Corynespora blight is an important disease that mainly infects cucumber leaves and spreads through air or seed-borne transmission (Yu, 1981; Wang et al., 2013). In fact, wind and rain have been noted as important agents of dispersal of plant pathogen spores (Aylor, 1990). Since the disease affects leaves, crop residues may also be a source of inoculum for the onset of Corynespora blight in the field. Previous research has reported that the disease debris of peanut scab disease (Sphaceloma arachidis) is added to the soil. An investigation found that the incidence rate of peanut scab was high and that the disease was serious approximately 150 days after planting (Kearney et al., 2002). After burying the debris of dahlia smut disease into the soil, 15% of healthy plants exhibited symptoms of the disease after 4–6 weeks (Okaisabor, 1969). At present, research on the disease of infected leaves transmitted by wind or rain in soil has been reported, including Alternaria linicola, Cladosporium allii, and Colletotrichum acutatum (Yoshiaki, 1994; Vloutoglou et al., 2010; Jordan et al., 2010). In this study, the plant debris of Corynespora blight was mixed with soil, and disease spots appeared during the growth of cucumber, with DI values of 48.27 and 36.88. The analysis of the combined results of the pot and greenhouse experiments indicated that soil residues are a source of inoculum for the onset and development of Corynespora blight. Subsequently, diseased cucumber plants can become secondary inoculum sources during the growing season. C. cassiicola was collected and detected in the air of the greenhouse where the disease residue soil was mixed in the greenhouse by the PMA method, which revealed that the pathogens in the soil could be transmitted to the air. Will the residues of gray mold, downy mildew, early blight or leaf spot of vegetables also spread and infect plant leaves? The significance of wind has been noted in the dispersal of pathogens from the inoculum source in splash droplets increasing and the size of the inoculum particles decreasing (Aylor, 1990). High greenhouse humidity causes guttation raindrops to form from plant leaves (Singh, 2016) or film droplets to shed, which may also cause the spread of diseased soil residues (Gilet and Bourouiba, 2015; Mukherjee et al., 2021). However, the distinction between rain splash or wind as the dispersal mechanism for spores is not always clear and needs to be further verified.

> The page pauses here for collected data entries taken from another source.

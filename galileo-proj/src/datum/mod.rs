//! Datums convert geographic coordinates between a local ellipsoid and WGS84.
//!
//! Conversion always goes through WGS84: to move a point between two local datums convert it with
//! [`Datum::to_wgs84`] of the first one and [`Datum::from_wgs84`] of the second one.

use crate::coord::LatLon;
use crate::ellipsoid::Ellipsoid;

mod grid;
mod helmert;

pub use grid::GridDatum;
pub use helmert::Helmert;

/// Geodetic datum.
#[derive(Debug, Clone, PartialEq)]
pub enum Datum {
    /// WGS84 itself.
    Wgs84,
    /// No conversion at all, the coordinates are taken as is (`+nadgrids=@null`).
    Null(Ellipsoid),
    /// Ellipsoid sharing the center and axes with WGS84. Geographic coordinates are not changed.
    Centric(Ellipsoid),
    /// Geocentric translation.
    ThreeParameter(Helmert),
    /// Geocentric translation, rotation and scale.
    SevenParameter(Helmert),
    /// Shift interpolated from a grid file.
    Grid(GridDatum),
}

impl Datum {
    /// Creates a datum from `+towgs84` values. All-zero values produce a [`Datum::Centric`], values
    /// without rotation and scale a [`Datum::ThreeParameter`].
    pub fn from_towgs84(
        ellipsoid: Ellipsoid,
        parameters: [f64; 7],
    ) -> Result<Self, crate::GalileoProjError> {
        if parameters.iter().all(|v| *v == 0.0) {
            return Ok(Self::Centric(ellipsoid));
        }

        let [dx, dy, dz, ..] = parameters;
        let helmert = Helmert::new(ellipsoid, parameters)?;
        Ok(if helmert.is_translation() {
            Self::ThreeParameter(Helmert::translation(ellipsoid, dx, dy, dz))
        } else {
            Self::SevenParameter(helmert)
        })
    }

    /// Ellipsoid of the datum.
    pub fn ellipsoid(&self) -> Ellipsoid {
        match self {
            Self::Wgs84 => Ellipsoid::wgs84(),
            Self::Null(ellipsoid) | Self::Centric(ellipsoid) => *ellipsoid,
            Self::ThreeParameter(helmert) | Self::SevenParameter(helmert) => *helmert.ellipsoid(),
            Self::Grid(grid) => *grid.ellipsoid(),
        }
    }

    /// Returns true if the datum does not change coordinates.
    pub fn is_identity(&self) -> bool {
        matches!(self, Self::Wgs84 | Self::Null(_) | Self::Centric(_))
    }

    /// Converts a point in this datum into WGS84.
    pub fn to_wgs84(&self, point: &LatLon) -> LatLon {
        match self {
            Self::Wgs84 | Self::Null(_) | Self::Centric(_) => *point,
            Self::ThreeParameter(helmert) | Self::SevenParameter(helmert) => helmert.to_wgs84(point),
            Self::Grid(grid) => grid.to_wgs84(point),
        }
    }

    /// Converts a WGS84 point into this datum.
    pub fn from_wgs84(&self, point: &LatLon) -> LatLon {
        match self {
            Self::Wgs84 | Self::Null(_) | Self::Centric(_) => *point,
            Self::ThreeParameter(helmert) | Self::SevenParameter(helmert) => {
                helmert.from_wgs84(point)
            }
            Self::Grid(grid) => grid.from_wgs84(point),
        }
    }
}

impl Default for Datum {
    fn default() -> Self {
        Self::Wgs84
    }
}

#[cfg(test)]
mod tests {
    use super::*;
    use crate::coord::GeoPoint;
    use crate::latlon;
    use crate::ntv2::tests::sample_grid;
    use crate::ntv2::GridShiftFile;
    use approx::assert_abs_diff_eq;
    use assert_matches::assert_matches;
    use std::sync::Arc;

    fn points() -> Vec<LatLon> {
        vec![
            latlon!(0.0, 0.0),
            latlon!(46.8, 2.3),
            latlon!(51.4778, -0.0015),
            latlon!(-41.3, 174.8),
            latlon!(64.1, -21.9),
            latlon!(-89.0, 45.0),
        ]
    }

    fn assert_round_trip(datum: &Datum) {
        for point in points() {
            let back = datum.to_wgs84(&datum.from_wgs84(&point));
            assert_abs_diff_eq!(back.lat(), point.lat(), epsilon = 1e-9);
            assert_abs_diff_eq!(back.lon(), point.lon(), epsilon = 1e-9);

            let back = datum.from_wgs84(&datum.to_wgs84(&point));
            assert_abs_diff_eq!(back.lat(), point.lat(), epsilon = 1e-9);
            assert_abs_diff_eq!(back.lon(), point.lon(), epsilon = 1e-9);
        }
    }

    #[test]
    fn towgs84_variants() {
        let bessel = Ellipsoid::bessel1841();
        assert_matches!(
            Datum::from_towgs84(bessel, [0.0; 7]),
            Ok(Datum::Centric(e)) if e == bessel
        );
        assert_matches!(
            Datum::from_towgs84(bessel, [598.1, 73.7, 418.2, 0.0, 0.0, 0.0, 0.0]),
            Ok(Datum::ThreeParameter(_))
        );
        assert_matches!(
            Datum::from_towgs84(bessel, [598.1, 73.7, 418.2, 0.202, 0.045, -2.455, 6.7]),
            Ok(Datum::SevenParameter(_))
        );
    }

    #[test]
    fn centric_is_identity() {
        let datum = Datum::Centric(Ellipsoid::grs80());
        let point = latlon!(48.1, 11.5);
        assert_eq!(datum.to_wgs84(&point), point);
        assert_eq!(datum.from_wgs84(&point), point);
        assert!(datum.is_identity());
    }

    #[test]
    fn three_parameter_round_trip() {
        let datum =
            Datum::from_towgs84(Ellipsoid::hayford(), [-87.0, -98.0, -121.0, 0.0, 0.0, 0.0, 0.0])
                .unwrap();
        assert_round_trip(&datum);
    }

    #[test]
    fn seven_parameter_round_trip() {
        let datum = Datum::from_towgs84(
            Ellipsoid::bessel1841(),
            [598.1, 73.7, 418.2, 0.202, 0.045, -2.455, 6.7],
        )
        .unwrap();
        assert_round_trip(&datum);
    }

    #[test]
    fn large_rotation_round_trip() {
        let datum = Datum::from_towgs84(
            Ellipsoid::clarke1866(),
            [10.0, -20.0, 30.0, 50.0, -80.0, 120.0, 15.0],
        )
        .unwrap();
        assert_round_trip(&datum);
    }

    #[test]
    fn seven_parameter_reference_point() {
        // DHDN (Bessel) to WGS84 with the common Germany-wide parameter set.
        let datum = Datum::from_towgs84(
            Ellipsoid::bessel1841(),
            [598.1, 73.7, 418.2, 0.202, 0.045, -2.455, 6.7],
        )
        .unwrap();
        let wgs84 = datum.to_wgs84(&latlon!(50.0, 10.0));
        assert_abs_diff_eq!(wgs84.lat(), 49.998857264306, epsilon = 1e-9);
        assert_abs_diff_eq!(wgs84.lon(), 9.998813925295, epsilon = 1e-9);
    }

    #[test]
    fn grid_datum() {
        let grid = Arc::new(GridShiftFile::from_bytes(sample_grid(false), false).unwrap());
        let datum = Datum::Grid(GridDatum::new("sample.gsb", Ellipsoid::clarke_ign(), grid));

        let local = latlon!(44.5, 3.5);
        let wgs84 = datum.to_wgs84(&local);
        assert_abs_diff_eq!(wgs84.lat(), 44.5 + 1.25 / 3600.0, epsilon = 1e-12);
        assert_abs_diff_eq!(wgs84.lon(), 3.5 - 2.125 / 3600.0, epsilon = 1e-12);

        let back = datum.from_wgs84(&wgs84);
        assert_abs_diff_eq!(back.lat(), local.lat(), epsilon = 1e-9);
        assert_abs_diff_eq!(back.lon(), local.lon(), epsilon = 1e-9);

        let outside = latlon!(10.0, 10.0);
        assert_eq!(datum.to_wgs84(&outside), outside);
        assert_eq!(datum.from_wgs84(&outside), outside);
    }
}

The suppressive effects of CaCN₂ on soil-borne diseases have been observed in a variety of crops (Shi et al., 2009; Hu et al., 2021). However, its effect on soil debris has rarely been studied. Herein, we showed that CC-CaCN₂ treatment could effectively inhibit the growth of Corynespora blight in soil from plant debris. The fertilizer CaCN₂ can also be used to sanitize soils; thus, it has fungicidal activity (Shi et al., 2009). CaCN₂ breaks down into hydrogen cyanamide in the soil, which is highly toxic to soil microbes (Shi et al., 2009). We observed that CaCN₂ can effectively reduce the pathogens in the soil residues, but it cannot completely kill them, indicating that CaCN₂ has the dual effect of inhibiting soil-borne pathogens and soil residues. It is worth noting that Corynespora blight disease was controlled at a relatively low level throughout the cucumber growth cycle. For the cucumber leaves treated with CaCN₂ in the pot experiment, the phenomenon of drug damage may be due to the small culture space and the poor effect of soil drying. The DI of cucumber Corynespora blight was 0 in the polyethylene film (CC-PE) treatment, which indicated that it can effectively block the transmission of C. cassiicola in the soil through the air and prevent infection of the leaves. However, C. cassiicola was still present in the soil in the CC-PE treatment, and the isolation of PE film blocks the transmission of soil residues (Yao et al., 2016).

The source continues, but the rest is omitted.